Goldbach's conjecture : any positive even number can be written as the sum of two prime numbers .
Assume the conjecture is true .
2n = p1 + p2 , where p is an odd prime number . ….(1)
p=2n+1 , where n is a positive integer >=0 ……….(2)
Iterate expression (2) into (1)
Every (2n) part can be expressed as another sum of p .
Iterate this m times until at least one p=3 (ie n=1) for the first time .
Let s be the number of terms terms of p equal 3 at this iteration .
2n = sum(p) + m(m+1) - 2s ….(3)
where s must be equal to m(m+1)/2 for a true tautology .
This can only be true if m=1 if s=1 (see comments below . S is dependant on the number base , and can always be set to 1 .)
This means that there is always a sum of two primes equal to 2n .
The inverse :
This is where we use the properties of prime numbers .
If even only case can be found where the sum of primes is equal to an even number , then the theorem must be true for all primes . (eg 7+11=18) . It sounds trivial , but it is true nonetheless .
1.Notice how the proof sidesteps the definition of primes except in Part 2. Some values can be adduced using the algorithm . (See equation (3) ) .
2.The problem with this sort of proof is always the infinite search space . What we have done is use a form of metalogic to show the general case .
Eq (3) can then be written in an iterative form
2(n-s) = sum(p) + m(m+1) ….(4)
The rest follows .
3.Note that sum(m) = m(m+1)/2 , as expected . There is a deep underlying logic to the iterative metasteps .

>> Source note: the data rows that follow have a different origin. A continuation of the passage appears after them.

use chrono::NaiveDateTime;
use indexmap::IndexMap;
use rust_decimal::Decimal;

use std::collections::{BTreeMap, BTreeSet};
use std::fmt;
use std::str::FromStr;

use crate::amount::Currency;
use crate::loader::SourceLocation;
use crate::parser::Rule;
use crate::statement::{AccountClose, AccountOpen, Item};
use crate::valuation::{EquityTotals, SharePosition};
use crate::LedgerError;
use pest::iterators::Pair;

#[derive(Clone, Copy, Debug, PartialEq, Eq, PartialOrd, Ord, Hash)]
pub enum AccountKind {
    Asset,
    Liability,
    Equity,
}

impl AccountKind {
    pub fn as_str(&self) -> &'static str {
        match self {
            AccountKind::Asset => "asset",
            AccountKind::Liability => "liability",
            AccountKind::Equity => "equity",
        }
    }

    /// Asset and liability accounts hold cash only.
    pub fn is_cash(&self) -> bool {
        !matches!(self, AccountKind::Equity)
    }
}

impl fmt::Display for AccountKind {
    fn fmt(&self, f: &mut fmt::Formatter<'_>) -> fmt::Result {
        f.write_str(self.as_str())
    }
}

impl FromStr for AccountKind {
    type Err = anyhow::Error;

    fn from_str(s: &str) -> Result<Self, Self::Err> {
        match s {
            "asset" => Ok(AccountKind::Asset),
            "liability" => Ok(AccountKind::Liability),
            "equity" => Ok(AccountKind::Equity),
            _ => Err(anyhow::Error::msg(format!(
                "input `{}' is not a valid account kind",
                s
            ))),
        }
    }
}

/// `<kind>/<name>`, e.g. `asset/checking`.
#[derive(Clone, Debug, PartialEq, Eq, PartialOrd, Ord, Hash)]
pub struct AccountRef {
    pub kind: AccountKind,
    pub name: String,
}

impl AccountRef {
    pub fn new<S: Into<String>>(kind: AccountKind, name: S) -> Self {
        Self {
            kind,
            name: name.into(),
        }
    }

    /// Parse an `owned` token.
    pub fn parse(token: Pair<'_, Rule>) -> anyhow::Result<AccountRef> {
        let mut pairs = token.into_inner();
        let kind = crate::parser::next(&mut pairs, "account kind")?;
        let name = crate::parser::next(&mut pairs, "account name")?;
        Ok(AccountRef::new(kind.as_str().parse()?, name.as_str()))
    }

    /// `true` if `s` names an owned account, i.e. starts with `asset/`,
    /// `liability/` or `equity/`.
    pub fn is_owned(s: &str) -> bool {
        s.split_once('/')
            .map(|(kind, _)| kind.parse::<AccountKind>().is_ok())
            .unwrap_or(false)
    }
}

impl fmt::Display for AccountRef {
    fn fmt(&self, f: &mut fmt::Formatter<'_>) -> fmt::Result {
        write!(f, "{}/{}", self.kind, self.name)
    }
}

impl FromStr for AccountRef {
    type Err = anyhow::Error;

    fn from_str(s: &str) -> Result<Self, Self::Err> {
        let (kind, name) = s.split_once('/').ok_or(anyhow::Error::msg(format!(
            "input `{}' is not a valid account",
            s
        )))?;
        if name.is_empty() {
            return Err(anyhow::Error::msg(format!(
                "input `{}' is not a valid account",
                s
            )));
        }
        Ok(AccountRef::new(kind.parse()?, name))
    }
}

#[derive(Clone, Debug, PartialEq)]
pub struct Account {
    pub kind: AccountKind,
    pub name: String,
    pub currency: Currency,
    pub balance: Decimal,
    pub active: bool,
    pub tags: BTreeSet<String>,
    pub opened_at: NaiveDateTime,
    pub opened: SourceLocation,
    /// Only equity accounts track share positions.
    pub shares: Option<BTreeMap<String, SharePosition>>,
    /// Written by the valuation pass.
    pub totals: Option<EquityTotals>,
}

impl Account {
    fn from_open(open: &AccountOpen) -> Self {
        let is_equity = open.account.kind == AccountKind::Equity;
        Self {
            kind: open.account.kind,
            name: open.account.name.clone(),
            currency: open.opening_balance.currency,
            balance: open.opening_balance.amount,
            active: true,
            tags: open.tags.clone(),
            opened_at: open.timestamp,
            opened: open.location.clone(),
            shares: is_equity.then(BTreeMap::new),
            totals: None,
        }
    }

    pub fn reference(&self) -> AccountRef {
        AccountRef::new(self.kind, self.name.clone())
    }

    pub fn has_tag(&self, tag: &str) -> bool {
        self.tags.contains(tag)
    }

    pub fn position(&self, company: &str) -> Option<&SharePosition> {
        self.shares.as_ref().and_then(|shares| shares.get(company))
    }
}

/// All accounts of a ledger, in the order they were opened.
#[derive(Clone, Debug, Default, PartialEq)]
pub struct AccountRegistry {
    accounts: IndexMap<AccountRef, Account>,
}

impl AccountRegistry {
    pub fn new() -> Self {
        Default::default()
    }

    pub fn open(&mut self, open: &AccountOpen) -> anyhow::Result<()> {
        if let Some(existing) = self.accounts.get(&open.account) {
            return Err(LedgerError::semantic(
                &open.location,
                format!(
                    "account {} already exists, opened at {}",
                    open.account, existing.opened
                ),
            ));
        }

        self.accounts
            .insert(open.account.clone(), Account::from_open(open));
        Ok(())
    }

    pub fn close(&mut self, close: &AccountClose) -> anyhow::Result<()> {
        self.accounts
            .get_mut(&close.account)
            .map(|account| account.active = false)
            .ok_or(LedgerError::semantic(
                &close.location,
                format!("cannot close unknown account {}", close.account),
            ))
    }

    pub fn get(&self, account: &AccountRef) -> Option<&Account> {
        self.accounts.get(account)
    }

    pub fn get_mut(&mut self, account: &AccountRef) -> Option<&mut Account> {
        self.accounts.get_mut(account)
    }

    /// Like [`get`][Self::get], but an unknown account is an error at `location`.
    pub fn lookup(
        &self,
        account: &AccountRef,
        location: &SourceLocation,
    ) -> anyhow::Result<&Account> {
        self.accounts.get(account).ok_or(LedgerError::semantic(
            location,
            format!("unknown account {}", account),
        ))
    }

    pub fn iter(&self) -> impl Iterator<Item = &Account> {
        self.accounts.values()
    }

    pub(crate) fn iter_mut(&mut self) -> impl Iterator<Item = &mut Account> {
        self.accounts.values_mut()
    }

    pub fn of_kind(&self, kind: AccountKind) -> impl Iterator<Item = &Account> {
        self.accounts.values().filter(move |a| a.kind == kind)
    }

    pub fn len(&self) -> usize {
        self.accounts.len()
    }

    pub fn is_empty(&self) -> bool {
        self.accounts.is_empty()
    }

    /// The account tagged `main`, or else the earliest opened asset account.
    pub fn main_account(&self) -> Option<&Account> {
        self.iter().find(|a| a.has_tag("main")).or_else(|| {
            self.of_kind(AccountKind::Asset)
                .min_by_key(|a| a.opened_at)
        })
    }
}

/// Build the registry from every `open` and `close`, in file order.
pub fn setup_accounts(registry: &mut AccountRegistry, items: &[Item]) -> anyhow::Result<()> {
    for item in items {
        match item {
            Item::AccountOpen(open) => registry.open(open)?,
            Item::AccountClose(close) => registry.close(close)?,
            _ => {}
        }
    }
    Ok(())
}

4.Expressing numbers in terms of different bases illustrates this
Why m(m+1) –2s =0 must be true if only one instance of the theorem is true .
S is dependant on the number base , which we can vary at will , but m is a pure counter (a metacounter , if you will) . We can always set s=1 by choosing the number base .

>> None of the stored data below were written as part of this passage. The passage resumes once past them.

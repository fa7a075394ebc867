//! Mounted-filesystem usage shared by the statfs-based platforms.

use crate::system::snapshot::FilesystemEntry;

/// Filesystem types that never hold user data on the BSD family.
pub const BSD_PSEUDO_TYPES: &[&str] = &[
    "autofs", "devfs", "fdescfs", "linprocfs", "linsysfs", "nullfs", "procfs",
];

/// Raw `statfs` counters, in blocks.
#[derive(Debug, Clone, Copy, Default, PartialEq, Eq)]
pub struct StatfsFields {
    pub type_code: u64,
    pub blocks: u64,
    pub free_blocks: u64,
    pub block_size: u64,
}

/// Usage entry for one mount, or `None` when the filesystem reports no
/// blocks at all (pseudo filesystems, autofs triggers).
pub fn usage_entry(
    mount_point: String,
    source: String,
    fs_type: String,
    fields: StatfsFields,
) -> Option<FilesystemEntry> {
    if fields.blocks == 0 {
        return None;
    }
    let free = fields.free_blocks.min(fields.blocks);
    Some(FilesystemEntry {
        mount_point,
        source,
        fs_type,
        type_code: fields.type_code,
        total_bytes: fields.blocks.saturating_mul(fields.block_size),
        used_bytes: (fields.blocks - free).saturating_mul(fields.block_size),
    })
}

pub fn is_bsd_pseudo(fs_type: &str) -> bool {
    BSD_PSEUDO_TYPES.contains(&fs_type)
}

/// Every mounted filesystem via `getfsstat(2)`.
#[cfg(any(target_os = "macos", target_os = "freebsd"))]
pub fn mounted_filesystems(include_pseudo: bool) -> Vec<FilesystemEntry> {
    use super::fixed_cstr;

    fn text(chars: &[libc::c_char]) -> String {
        let bytes: Vec<u8> = chars.iter().map(|&c| c as u8).collect();
        fixed_cstr(&bytes)
    }

    // SAFETY: a null buffer asks only for the number of mounts.
    let count = unsafe { libc::getfsstat(std::ptr::null_mut(), 0, libc::MNT_NOWAIT) };
    if count <= 0 {
        tracing::warn!("getfsstat reported no mounts");
        return Vec::new();
    }
    // SAFETY: statfs is plain data; an all-zero value is valid.
    let mut buf: Vec<libc::statfs> = vec![unsafe { std::mem::zeroed() }; count as usize];
    let size = buf.len() * std::mem::size_of::<libc::statfs>();
    // SAFETY: `buf` holds `size` writable bytes.
    let filled = unsafe { libc::getfsstat(buf.as_mut_ptr(), size as _, libc::MNT_NOWAIT) };
    if filled <= 0 {
        return Vec::new();
    }
    buf.truncate(filled as usize);

    buf.iter()
        .filter_map(|st| {
            let fs_type = text(&st.f_fstypename);
            if !include_pseudo && is_bsd_pseudo(&fs_type) {
                return None;
            }
            let fields = StatfsFields {
                type_code: st.f_type as u64,
                blocks: st.f_blocks as u64,
                free_blocks: st.f_bfree as u64,
                block_size: st.f_bsize as u64,
            };
            usage_entry(text(&st.f_mntonname), text(&st.f_mntfromname), fs_type, fields)
        })
        .collect()
}

#[cfg(test)]
mod tests {
    use super::*;

    #[test]
    fn zero_block_filesystems_are_skipped() {
        let fields = StatfsFields {
            type_code: 0x9fa0,
            ..Default::default()
        };
        assert!(usage_entry("/proc".into(), "proc".into(), "proc".into(), fields).is_none());
    }

    #[test]
    fn usage_in_bytes() {
        let fields = StatfsFields {
            type_code: 0xef53,
            blocks: 1000,
            free_blocks: 250,
            block_size: 4096,
        };
        let entry = usage_entry("/".into(), "/dev/sda1".into(), "ext4".into(), fields).unwrap();
        assert_eq!(entry.total_bytes, 4_096_000);
        assert_eq!(entry.used_bytes, 750 * 4096);
        assert_eq!(entry.type_code, 0xef53);
    }

    #[test]
    fn free_above_total_does_not_underflow() {
        let fields = StatfsFields {
            type_code: 0,
            blocks: 10,
            free_blocks: 20,
            block_size: 512,
        };
        let entry = usage_entry("/x".into(), "x".into(), "ufs".into(), fields).unwrap();
        assert_eq!(entry.used_bytes, 0);
    }

    #[test]
    fn devfs_is_pseudo() {
        assert!(is_bsd_pseudo("devfs"));
        assert!(!is_bsd_pseudo("zfs"));
    }
}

5. Notice the use of Infinite Descent .
A general expression is described in terms of constraints to a particular instance .
What is sauce for the goose must then be sauce for the gander .
6. Other uses .
Only beth(0) (ie aleph(0) ) infinite descent was used above .
The same technique can be used fruitfully to probe infinite feedback processes of higher orders of randomness .
See http://andreswhy.blogspot.com "Negative Evolution" et al
Longer but easier proofs can easily be adduced .
Hint : Use the transformation 0 -> i0 in the definition of number .
Keep track of those pesky transfinitesimal zeros . You've only had them for 1500 years . Losing them is sheer carelessness .
Tora! Tora! Tora!